Problem description: Copy each line containing "Serialize" from the listing below.

Provided data:
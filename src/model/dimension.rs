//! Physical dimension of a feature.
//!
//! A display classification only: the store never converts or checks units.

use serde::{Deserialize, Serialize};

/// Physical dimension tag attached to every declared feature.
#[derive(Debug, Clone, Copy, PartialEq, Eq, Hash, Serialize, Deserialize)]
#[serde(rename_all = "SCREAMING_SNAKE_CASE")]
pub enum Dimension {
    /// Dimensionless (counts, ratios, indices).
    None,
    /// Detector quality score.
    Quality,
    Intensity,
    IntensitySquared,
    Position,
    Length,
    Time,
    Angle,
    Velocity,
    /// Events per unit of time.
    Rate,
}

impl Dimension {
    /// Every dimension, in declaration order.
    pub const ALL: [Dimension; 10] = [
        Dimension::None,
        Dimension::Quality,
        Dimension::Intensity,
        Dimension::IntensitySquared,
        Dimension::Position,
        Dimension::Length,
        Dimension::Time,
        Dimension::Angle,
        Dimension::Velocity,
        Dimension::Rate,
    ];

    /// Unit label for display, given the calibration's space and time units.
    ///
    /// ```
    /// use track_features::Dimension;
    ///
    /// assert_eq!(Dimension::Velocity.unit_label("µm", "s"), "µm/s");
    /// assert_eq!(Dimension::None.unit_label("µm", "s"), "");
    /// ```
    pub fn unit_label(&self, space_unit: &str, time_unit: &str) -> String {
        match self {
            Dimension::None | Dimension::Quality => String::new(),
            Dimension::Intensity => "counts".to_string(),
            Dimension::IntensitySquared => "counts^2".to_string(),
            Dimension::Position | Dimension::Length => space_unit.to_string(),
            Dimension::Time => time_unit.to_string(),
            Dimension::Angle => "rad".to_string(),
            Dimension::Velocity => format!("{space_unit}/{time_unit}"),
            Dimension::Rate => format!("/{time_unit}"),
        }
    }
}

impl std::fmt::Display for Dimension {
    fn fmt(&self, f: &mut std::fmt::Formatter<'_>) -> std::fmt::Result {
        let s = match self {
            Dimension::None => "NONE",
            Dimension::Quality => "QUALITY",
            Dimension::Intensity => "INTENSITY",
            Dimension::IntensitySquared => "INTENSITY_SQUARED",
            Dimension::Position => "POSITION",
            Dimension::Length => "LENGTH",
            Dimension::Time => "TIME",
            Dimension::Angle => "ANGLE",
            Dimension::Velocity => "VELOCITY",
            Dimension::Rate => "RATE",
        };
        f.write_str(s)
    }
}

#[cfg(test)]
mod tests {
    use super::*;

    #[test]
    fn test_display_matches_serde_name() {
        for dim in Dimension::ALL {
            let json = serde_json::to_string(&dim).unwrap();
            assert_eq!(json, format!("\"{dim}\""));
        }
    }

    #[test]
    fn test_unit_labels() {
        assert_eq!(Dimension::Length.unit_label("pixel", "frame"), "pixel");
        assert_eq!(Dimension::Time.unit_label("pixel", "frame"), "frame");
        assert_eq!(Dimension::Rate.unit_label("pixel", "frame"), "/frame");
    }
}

Your solution:
use serde::{Deserialize, Serialize};
#[derive(Debug, Clone, Copy, PartialEq, Eq, Hash, Serialize, Deserialize)]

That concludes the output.